ABSTRACT

Intellectual property rights (IPRs) are legal and institutional devices to protect creations of the mind such as inventions, patents, and plant breeders’ rights, whereas patents provide inventors with legal rights to prevent others from using, selling, or importing their inventions for a fixed period. The history of intellectual property rights for plants is mainly connected with the development of breeding institutions during the past two centuries. In 1970, the American “Plant Variety Protection Act (PVPA)” was passed. Sexually propagated varieties could be protected. In 1961, in Europe a similar system was put into law by “Union pour la Protection des Obtentions Vegetales (UPOV).” Member countries were Belgium, Denmark, Germany, France, Great Britain, Italy, the Netherlands, and Switzerland.

With the enormous concentration of breeding potential within some multinational companies as well as the genetically engineered individual characteristics in crop varieties the interest in corresponding patents is increasing in order to protect the investment and the economic benefit.
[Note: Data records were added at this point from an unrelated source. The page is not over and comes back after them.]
pub mod error;
pub mod checksum;
pub mod signature;
pub mod locator;
pub mod codec;
pub mod index;
pub mod decoder;
pub mod observer;
pub mod header;
pub mod archive;
pub mod extract;
pub mod compress;

pub use archive::{Archive, ArchiveState, PackOptions};
pub use codec::{CodecId, get_codec};
pub use error::{ArchiveError, ChecksumField, Result};
pub use header::{HeaderResolver, MetadataParser, ParsedHeader, StandardParser};
pub use index::{ArchiveIndex, EncodedHeader, EntryRecord, Folder};
pub use signature::{Locator, SignatureHeader};
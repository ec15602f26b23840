//! Reading entries out of a resolved archive.

use std::fs::{self, File};
use std::io::{self, Read, Seek, Write};
use std::path::{Component, Path, PathBuf};

use crate::checksum::verify;
use crate::decoder::decode_folder;
use crate::error::{ArchiveError, ChecksumField, Result};
use crate::index::{ArchiveIndex, EntryRecord};

pub struct Extractor<'a, S: Read + Seek> {
    stream: &'a mut S,
    index:  &'a ArchiveIndex,
}

impl<'a, S: Read + Seek> Extractor<'a, S> {
    pub(crate) fn new(stream: &'a mut S, index: &'a ArchiveIndex) -> Self {
        Self { stream, index }
    }

    pub fn entries(&self) -> &'a [EntryRecord] {
        &self.index.entries
    }

    pub fn find(&self, name: &str) -> Option<usize> {
        self.index.find(name)
    }

    pub fn read_file(&mut self, name: &str) -> Result<Vec<u8>> {
        let idx = self.find(name).ok_or_else(|| {
            ArchiveError::Io(io::Error::new(io::ErrorKind::NotFound, format!("File not found: {name}")))
        })?;
        self.read_entry(idx)
    }

    pub fn read_entry(&mut self, idx: usize) -> Result<Vec<u8>> {
        let index = self.index;
        let entry = index.entries.get(idx).ok_or_else(|| {
            ArchiveError::Io(io::Error::new(io::ErrorKind::NotFound, format!("No entry #{idx}")))
        })?;
        let unpacked = match entry.folder {
            Some(f) => self.unpack(f)?,
            None => Vec::new(),
        };
        let data = slice_entry(entry, &unpacked)?;
        Ok(data.to_vec())
    }

    /// Decode every folder once and check every entry.  Returns the number of
    /// entries verified.
    pub fn test(&mut self) -> Result<usize> {
        let index = self.index;
        check_folder_refs(index)?;
        let mut checked = 0;
        for f in 0..index.folders.len() {
            let unpacked = self.unpack(f)?;
            for entry in index.entries.iter().filter(|e| e.folder == Some(f)) {
                slice_entry(entry, &unpacked)?;
                checked += 1;
            }
        }
        for entry in index.entries.iter().filter(|e| e.folder.is_none()) {
            slice_entry(entry, &[])?;
            checked += 1;
        }
        Ok(checked)
    }

    /// Extract all entries below `dest`, creating it if necessary.  Every
    /// name is checked before anything is written, and each folder is
    /// decoded once.
    pub fn extract_all<P: AsRef<Path>>(&mut self, dest: P) -> Result<()> {
        let dest = dest.as_ref();
        let index = self.index;
        check_folder_refs(index)?;
        let targets = index
            .entries
            .iter()
            .map(|e| safe_relative_path(&e.name).map(|p| dest.join(p)))
            .collect::<Result<Vec<_>>>()?;
        fs::create_dir_all(dest)?;

        for f in 0..index.folders.len() {
            let unpacked = self.unpack(f)?;
            for (entry, target) in index.entries.iter().zip(&targets).filter(|(e, _)| e.folder == Some(f)) {
                write_file(target, slice_entry(entry, &unpacked)?)?;
            }
        }
        for (entry, target) in index.entries.iter().zip(&targets).filter(|(e, _)| e.folder.is_none()) {
            write_file(target, slice_entry(entry, &[])?)?;
        }
        Ok(())
    }

    fn unpack(&mut self, folder: usize) -> Result<Vec<u8>> {
        let index = self.index;
        let folder = index.folders.get(folder).ok_or_else(|| {
            ArchiveError::format(format!("entry refers to missing folder #{folder}"))
        })?;
        Ok(decode_folder(&mut *self.stream, folder)?)
    }
}

fn slice_entry<'d>(entry: &EntryRecord, unpacked: &'d [u8]) -> Result<&'d [u8]> {
    let range = entry
        .offset
        .checked_add(entry.size)
        .filter(|&end| end <= unpacked.len() as u64)
        .map(|end| entry.offset as usize..end as usize)
        .ok_or_else(|| {
            ArchiveError::format(format!(
                "entry {:?} range {}+{} exceeds its folder ({} bytes)",
                entry.name,
                entry.offset,
                entry.size,
                unpacked.len()
            ))
        })?;
    let data = &unpacked[range];
    if let Some(crc) = entry.crc {
        verify(ChecksumField::Entry, crc, data)?;
    }
    Ok(data)
}

/// Folder-wise passes would otherwise skip entries pointing past the folder list.
fn check_folder_refs(index: &ArchiveIndex) -> Result<()> {
    match index.entries.iter().find(|e| e.folder.is_some_and(|f| f >= index.folders.len())) {
        Some(e) => Err(ArchiveError::format(format!("entry {:?} refers to a missing folder", e.name))),
        None => Ok(()),
    }
}

fn write_file(target: &Path, data: &[u8]) -> Result<()> {
    if let Some(parent) = target.parent() {
        fs::create_dir_all(parent)?;
    }
    File::create(target)?.write_all(data)?;
    Ok(())
}

/// Reject absolute names and `..` components.
fn safe_relative_path(name: &str) -> Result<PathBuf> {
    let path = Path::new(name);
    let mut out = PathBuf::new();
    for component in path.components() {
        match component {
            Component::Normal(part) => out.push(part),
            Component::CurDir => {}
            _ => return Err(ArchiveError::format(format!("unsafe entry name {name:?}"))),
        }
    }
    if out.as_os_str().is_empty() {
        return Err(ArchiveError::format(format!("empty entry name {name:?}")));
    }
    Ok(out)
}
The BAYH–DOLE Act and the Technology Transfer Act had impact on public plant breeding and research in the United States. The intellectual property protection for plants is now provided through plant patents, plant variety protection, and utility patents. By 1988, more than 40 patents on crop plants had been issued. To date, there are more than 2000 U.S. patents with claims to plants, seeds, or plant parts. European governments defied the EU Commission in 2005 by voting for the right to keep bans on patented GM crops and food.

Since the patent laws restrict the free exchange of knowledge and plant material, there is a great deal of effort around the world to prevent the patenting culture in plants. For example, the Open Source Seed Initiative (OSSI) aims to ensure access to crop genetic resources by embracing an open-source mechanism that fosters exchange and innovation among farmers, plant breeders, and seed companies.